*** SOURCE RECORDS

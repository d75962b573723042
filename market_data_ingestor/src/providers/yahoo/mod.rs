//! Yahoo Finance REST client (v8 chart API and v7 options API).

pub mod params;
pub mod provider;
pub mod response;

pub use provider::YahooClient;
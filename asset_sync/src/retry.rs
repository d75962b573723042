//! Bounded retry for provider calls.
//!
//! A [`RetryPolicy`] says how many times to try, how long to wait between
//! attempts, and which errors are worth repeating. Waiting goes through a
//! [`Sleeper`] so tests can run the loop without real delays.

use std::{future::Future, time::Duration};

use async_trait::async_trait;
use market_data_ingestor::providers::ProviderError;

/// Delay growth between attempts.
#[derive(Debug, Clone, Copy, PartialEq, Eq)]
pub enum Backoff {
    /// Same delay before every retry.
    Fixed,
    /// Delay doubles after each failed attempt.
    Exponential,
}

/// How a fallible provider call is repeated.
#[derive(Debug, Clone, Copy)]
pub struct RetryPolicy {
    /// Total attempts including the first one. Values below 1 are treated as 1.
    pub max_attempts: u32,
    /// Base delay between attempts.
    pub delay: Duration,
    /// Delay growth.
    pub backoff: Backoff,
    /// Decides whether an error is worth another attempt.
    pub retryable: fn(&ProviderError) -> bool,
}

impl Default for RetryPolicy {
    fn default() -> Self {
        Self {
            max_attempts: 3,
            delay: Duration::from_secs(5),
            backoff: Backoff::Fixed,
            retryable: ProviderError::is_retryable,
        }
    }
}

impl RetryPolicy {
    /// Fixed-delay policy with the default retryability rule.
    pub fn fixed(max_attempts: u32, delay: Duration) -> Self {
        Self {
            max_attempts,
            delay,
            ..Self::default()
        }
    }

    /// Delay to wait after failed attempt number `attempt` (1-based).
    pub fn delay_after(&self, attempt: u32) -> Duration {
        match self.backoff {
            Backoff::Fixed => self.delay,
            Backoff::Exponential => {
                let factor = 2u32.saturating_pow(attempt.saturating_sub(1));
                self.delay.saturating_mul(factor)
            }
        }
    }
}

/// Something that can wait.
#[async_trait]
pub trait Sleeper: Send + Sync {
    /// Waits for `duration`.
    async fn sleep(&self, duration: Duration);
}

/// Real waiting on the tokio timer.
#[derive(Debug, Default, Clone, Copy)]
pub struct TokioSleeper;

#[async_trait]
impl Sleeper for TokioSleeper {
    async fn sleep(&self, duration: Duration) {
        tokio::time::sleep(duration).await;
    }
}

#[derive(thiserror::Error, Debug)]
#[error("{label} failed after {attempts} attempt(s): {source}")]
/// The last error of an exhausted (or non-retryable) call.
pub struct RetryError {
    /// What was being attempted, e.g. `"AAPL 2024-06-21"`.
    pub label: String,
    /// Attempts actually made.
    pub attempts: u32,
    /// Error returned by the final attempt.
    pub source: ProviderError,
}

/// Runs `op` until it succeeds, the error is not retryable, or the policy's
/// attempts are used up.
///
/// Every failed attempt is logged with its number and error.
pub async fn retry<T, F, Fut>(
    policy: &RetryPolicy,
    sleeper: &dyn Sleeper,
    label: &str,
    mut op: F,
) -> Result<T, RetryError>
where
    F: FnMut() -> Fut + Send,
    Fut: Future<Output = Result<T, ProviderError>> + Send,
{
    let max = policy.max_attempts.max(1);
    let mut attempt = 1;
    loop {
        match op().await {
            Ok(value) => {
                if attempt > 1 {
                    tracing::info!(label, attempt, "succeeded after retry");
                }
                return Ok(value);
            }
            Err(err) => {
                let retryable = (policy.retryable)(&err);
                tracing::warn!(
                    label,
                    attempt,
                    max_attempts = max,
                    retryable,
                    error = %err,
                    "attempt failed"
                );
                if !retryable || attempt >= max {
                    tracing::error!(label, attempts = attempt, "giving up");
                    return Err(RetryError {
                        label: label.to_string(),
                        attempts: attempt,
                        source: err,
                    });
                }
                sleeper.sleep(policy.delay_after(attempt)).await;
                attempt += 1;
            }
        }
    }
}
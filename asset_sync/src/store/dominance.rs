//! Long-running dominance ratio series: `YYYY-MM-DD HH:MM,ratio`, no header.

use std::{
    fs::{self, OpenOptions},
    io::{self, Write},
    path::{Path, PathBuf},
};

use chrono::{DateTime, Utc};

use crate::{
    store::{StoreError, StoreResult},
    tz::{minute_stamp, parse_minute_stamp},
};

/// One observation of the dominance ratio.
#[derive(Debug, Clone, Copy, PartialEq)]
pub struct DominanceSample {
    /// When the snapshot was taken, minute precision.
    pub timestamp: DateTime<Utc>,
    /// Percentage of total market cap, two decimals.
    pub ratio: f64,
}

/// Append-only dominance file.
#[derive(Debug, Clone)]
pub struct DominanceSeries {
    path: PathBuf,
}

impl DominanceSeries {
    /// Series stored at `path`.
    pub fn new(path: impl Into<PathBuf>) -> Self {
        Self { path: path.into() }
    }

    /// File backing this series.
    pub fn path(&self) -> &Path {
        &self.path
    }

    /// Appends one sample line.
    pub fn append(&self, sample: &DominanceSample) -> StoreResult<()> {
        if let Some(parent) = self.path.parent() {
            fs::create_dir_all(parent).map_err(|e| StoreError::io(parent, e))?;
        }
        let line = format!("{},{:.2}\n", minute_stamp(&sample.timestamp), sample.ratio);
        OpenOptions::new()
            .create(true)
            .append(true)
            .open(&self.path)
            .and_then(|mut f| f.write_all(line.as_bytes()))
            .map_err(|e| StoreError::io(&self.path, e))
    }

    /// Reads every sample; a missing file is an empty series.
    pub fn load(&self) -> StoreResult<Vec<DominanceSample>> {
        let text = match fs::read_to_string(&self.path) {
            Ok(t) => t,
            Err(e) if e.kind() == io::ErrorKind::NotFound => return Ok(Vec::new()),
            Err(e) => return Err(StoreError::io(&self.path, e)),
        };
        text.lines()
            .enumerate()
            .filter(|(_, l)| !l.trim().is_empty())
            .map(|(i, line)| {
                let corrupt = |reason: String| {
                    StoreError::corrupt(&self.path, format!("line {}: {reason}", i + 1))
                };
                let (stamp, ratio) = line
                    .split_once(',')
                    .ok_or_else(|| corrupt("expected two columns".into()))?;
                let timestamp = parse_minute_stamp(stamp).map_err(|e| corrupt(e.to_string()))?;
                let ratio = ratio
                    .trim()
                    .parse::<f64>()
                    .map_err(|_| corrupt(format!("bad ratio {ratio:?}")))?;
                Ok(DominanceSample { timestamp, ratio })
            })
            .collect()
    }
}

******

WORK INSTRUCTION:
Of the lines above, show those in which "parent" appears.

WRITTEN RESPONSE:
        if let Some(parent) = self.path.parent() {
            fs::create_dir_all(parent).map_err(|e| StoreError::io(parent, e))?;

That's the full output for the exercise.